Badekkila Pradeep is an Indian Television personality, best known for his Voice Overs in South India, especially the Kannada Television Industry. He is an actor, model, writer, lyricist and a podcaster, known for his Voice since 2005.

He is popularly known for his voice on Bigg Boss Kannada. He has been the voice of Colors Kannada, TV9 Kannada, Namma Metro and hundreds of commercials, documentaries and other works.

== Early life ==
Born in a village near Puttur, Badekkila belongs to a family of agriculturists. He is the place where he was born and brought up, while his early schooling happened in his village, he studied in various institutions in Mangalore, Mumbai before he began his career in media.

==Career==

=== Voice artist ===
Badekkila has been the voice of various Kannada Television channels for more than 16 years now.
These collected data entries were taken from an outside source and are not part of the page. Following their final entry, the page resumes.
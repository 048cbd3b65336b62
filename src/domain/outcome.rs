//! Per-item results of a reconciliation run and their aggregate.
//!
//! Nothing in the pipeline aborts on a single entity or page failure; instead
//! every step reports one of these values and the worker pool folds them into
//! a [`RunSummary`].

use serde::Serialize;
use std::time::Duration;

use super::show::ExternalId;

/// What happened to the image of one entity.
#[derive(Debug, Clone, PartialEq, Eq, Serialize)]
pub enum ImageOutcome {
    /// The destination record already has an image key.
    NotNeeded,
    /// An asset was uploaded and its key attached.
    Uploaded,
    /// No key obtained without an error (empty or unsupported URL, dry run).
    Skipped,
    /// Upload failed after all retry attempts.
    Failed { reason: String },
}

/// Decision and result for one source entity.
#[derive(Debug, Clone, PartialEq, Eq, Serialize)]
pub enum SyncOutcome {
    /// Present in the destination and nothing to write.
    Unchanged,
    /// Present in the destination and updated.
    Updated,
    /// Absent from the destination and created.
    Created,
    /// Write failed after all retry attempts.
    Failed { external_id: ExternalId, reason: String },
}

/// Reconciliation result for a single entity.
#[derive(Debug, Clone, PartialEq, Eq, Serialize)]
pub struct EntityReport {
    pub external_id: ExternalId,
    pub outcome: SyncOutcome,
    pub image: ImageOutcome,
}

/// Result of processing one source page.
#[derive(Debug, Clone, PartialEq, Eq, Serialize)]
pub enum PageOutcome {
    /// The page was fetched and each of its entities reconciled.
    Processed { page: u32, entities: Vec<EntityReport> },
    /// The source reported that no page with this index exists.
    EndOfData { page: u32 },
    /// The page could not be fetched or decoded; its entities were skipped.
    Failed { page: u32, reason: String },
}

/// Aggregate counters for a run.
#[derive(Debug, Clone, Default, PartialEq, Eq, Serialize)]
pub struct RunSummary {
    pub pages_processed: usize,
    pub pages_failed: usize,
    pub pages_past_end: usize,
    pub created: usize,
    pub updated: usize,
    pub unchanged: usize,
    pub failed: usize,
    pub images_uploaded: usize,
    pub images_skipped: usize,
    pub images_failed: usize,
    /// External ids whose write failed, with the reason.
    pub failures: Vec<(ExternalId, String)>,
    /// Pages that failed, with the reason.
    pub failed_pages: Vec<(u32, String)>,
    #[serde(skip)]
    pub elapsed: Duration,
}

impl RunSummary {
    pub fn record_page(&mut self, outcome: PageOutcome) {
        match outcome {
            PageOutcome::Processed { entities, .. } => {
                self.pages_processed += 1;
                for report in entities {
                    self.record_entity(report);
                }
            }
            PageOutcome::EndOfData { .. } => self.pages_past_end += 1,
            PageOutcome::Failed { page, reason } => {
                self.pages_failed += 1;
                self.failed_pages.push((page, reason));
            }
        }
    }

    pub fn record_entity(&mut self, report: EntityReport) {
        match report.image {
            ImageOutcome::NotNeeded => {}
            ImageOutcome::Uploaded => self.images_uploaded += 1,
            ImageOutcome::Skipped => self.images_skipped += 1,
            ImageOutcome::Failed { .. } => self.images_failed += 1,
        }
        match report.outcome {
            SyncOutcome::Unchanged => self.unchanged += 1,
            SyncOutcome::Updated => self.updated += 1,
            SyncOutcome::Created => self.created += 1,
            SyncOutcome::Failed { external_id, reason } => {
                self.failed += 1;
                self.failures.push((external_id, reason));
            }
        }
    }

    pub fn merge(&mut self, mut other: RunSummary) {
        self.pages_processed += other.pages_processed;
        self.pages_failed += other.pages_failed;
        self.pages_past_end += other.pages_past_end;
        self.created += other.created;
        self.updated += other.updated;
        self.unchanged += other.unchanged;
        self.failed += other.failed;
        self.images_uploaded += other.images_uploaded;
        self.images_skipped += other.images_skipped;
        self.images_failed += other.images_failed;
        self.failures.append(&mut other.failures);
        self.failed_pages.append(&mut other.failed_pages);
    }

    /// Number of create and update requests that succeeded.
    pub fn writes(&self) -> usize {
        self.created + self.updated
    }
}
He was first the voice of Star Suvarna, Zee Kannada and finally moved to Etv Kannada which is now Colors Kannada.

Pradeep has given the voice for various Kannada TV shows like Pyate Hudgeer halli Lifeu, Halli Haida Pyateg Banda, Pyate Mandi Kadig Bandru, Indian, Super Minute, Kannadada Kotyadhipati and the narrator voice on Bigg Boss Kannada ever since the beginning of the series.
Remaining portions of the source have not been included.